I was getting my haircut, yesterday afternoon, when my barber (Jerri) asked about our trip. I was caught off guard. I reflected for a few moments before I responded. I told her the many things we did together which, of course, brought a smile to my face. When I got to thinking about you and I, at Dolphin Cove and Aqautica, I realized I definitely need no contact to give myself an opportunity to heal and not just bury my feelings.

 

I could do the FWB thing but it wouldn't be fair to anyone new in my life. If I'm going to be there for someone, I'm going to be there 100%. I don't want my past relationships affecting someone I'll find in the future.
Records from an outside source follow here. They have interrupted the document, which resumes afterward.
use serde::{Deserialize, Serialize};

pub type PageView = crate::view_models::NoteView;

#[derive(Debug, Default, Serialize, Deserialize)]
pub struct LiveState {
    pub highlight: String,
}
use std::collections::BTreeMap;
use std::fs;
use std::path::{Path, PathBuf};

use pretty_assertions::assert_eq;
use tempfile::TempDir;
use trellis_gen::{check, generate, GenError, GenerateOptions, GENERATED_MARKER};
use trellis_router::{RouterError, SegmentError};

const PAGE: &str = r#"use maud::{html, Markup};

pub fn page(view: &crate::view_models::PageModel) -> Markup {
    html! { h1 { (view.title) } }
}
"#;

const LIVE_PAGE: &str = r#"use maud::{html, Markup};

pub fn page(view: &crate::view_models::NoteView) -> Markup {
    html! {
        div id="results" data-signals="{}" {
            (view.body)
        }
    }
}
"#;

const LAYOUT: &str = r#"use maud::{html, Markup};

pub fn layout(view: &impl trellis::LayoutView, child: Markup) -> Markup {
    html! { main { h1 { (view.title()) } (child) } }
}
"#;

const NOT_FOUND: &str = r#"use maud::{html, Markup};

pub fn not_found(path: &str) -> Markup {
    html! { p { "nothing at " (path) } }
}
"#;

const CONTRACT: &str = "pub type PageView = crate::view_models::PageModel;\n";

const LIVE_CONTRACT: &str = r#"use serde::{Deserialize, Serialize};

pub type PageView = crate::view_models::NoteView;

#[derive(Debug, Default, Serialize, Deserialize)]
pub struct LiveState {
    pub query: String,
}
"#;

struct Fixture {
    dir: TempDir,
}

impl Fixture {
    fn new() -> Self {
        Self {
            dir: tempfile::tempdir().unwrap(),
        }
    }

    fn root(&self) -> &Path {
        self.dir.path()
    }

    fn write(&self, relative: &str, contents: &str) -> &Self {
        let path = self.root().join(relative);
        fs::create_dir_all(path.parent().unwrap()).unwrap();
        fs::write(path, contents).unwrap();
        self
    }

    fn page(&self, route_dir: &str, resolver_dir: &str) -> &Self {
        let template = if route_dir.is_empty() {
            "src/app/page.rs".to_string()
        } else {
            format!("src/app/{route_dir}/page.rs")
        };
        self.write(&template, PAGE)
            .write(&format!("src/resolvers/{resolver_dir}/types.rs"), CONTRACT)
    }

    fn options(&self) -> GenerateOptions {
        GenerateOptions::new(
            self.root().join("src/app"),
            self.root().join("src/resolvers"),
            self.root().join("src/routes"),
        )
    }

    fn gen_root(&self) -> PathBuf {
        self.root().join("src/routes")
    }

    fn read(&self, relative: &str) -> String {
        fs::read_to_string(self.root().join(relative)).unwrap()
    }

    fn generated(&self) -> BTreeMap<String, String> {
        fs::read_dir(self.gen_root())
            .unwrap()
            .map(|entry| {
                let entry = entry.unwrap();
                let name = entry.file_name().to_string_lossy().into_owned();
                (name, fs::read_to_string(entry.path()).unwrap())
            })
            .collect()
    }
}
//! # Trellis
//!
//! Runtime half of trellis: the dispatch engine that serves generated route
//! registries, and the axum adapter that exposes it over HTTP.
//!
//! `trellis-gen` turns a tree of route templates into a registry of
//! [`RouteHandler`]s. At startup the registry is handed to
//! [`server::router`] (or to an [`Engine`] directly). For every request the
//! engine tries each handler's live endpoint, then each page, and classifies
//! failures as bad request, not found, or server error.
//!
//! ```no_run
//! # async fn run(handlers: Vec<Box<dyn trellis::RouteHandler<std::sync::Arc<()>>>>) -> anyhow::Result<()> {
//! use std::sync::Arc;
//! use trellis::{server, Config, HttpServerConfig};
//!
//! let config = Config::load_default()?;
//! let app = server::router(
//!     HttpServerConfig::new(Arc::new(()), handlers)
//!         .with_settings(&config)
//!         .with_not_found_predicate(trellis::is_not_found_error),
//! )?;
//! server::serve(&config.address(), app).await?;
//! # Ok(())
//! # }
//! ```

pub mod config;
pub mod contracts;
pub mod engine;
pub mod patch;
pub mod request_context;
pub mod server;
pub mod signals;

pub use config::Config;
pub use contracts::{
    apply_layouts, is_not_found_error, live_loader, page_loader, state_parser, EmptyParams, LayoutView, LayoutWrapper,
    LiveModule, NotFound, NotFoundContext, NotFoundSource, PageAndLiveRouteHandler, PageModule,
    PageOnlyRouteHandler, PageRenderer, ParamsParser, RouteHandler, Runtime,
};
pub use engine::{Engine, EngineConfig, EngineError};
pub use patch::{PatchElements, PatchMode};
pub use request_context::{QueryParams, RequestContext};
pub use server::{CachePolicies, HttpServerConfig, StaticMount};
pub use signals::read_signals;

// Re-exported for generated code
pub use anyhow;
pub use async_trait::async_trait;
pub use maud;
pub use trellis_router as router;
Additionally, I care more about you than that and I care enough about myself not to do it. It was a thought...but that's all it will be. I want to be able to openly express how I feel about someone I'm with and, of course, be there with the intention of building more. I'm looking for a girlfriend, for a relationship, something more meaningful.

 

Whether you realize it or not now...no contact is the best thing for you also. Unfortunately, with me in the picture, I believe it would just cloud your judgement and possibly prolong you finding peace. I really do just want you to be happy.

 

I hope you can sort out your past. Remember , like you told me, happiness is within you and like I told you...so is closure...you'll never get it from someone else.

 

I'll never forget you and If fate will have it, maybe this is just goodbye for now and not goodbye forever.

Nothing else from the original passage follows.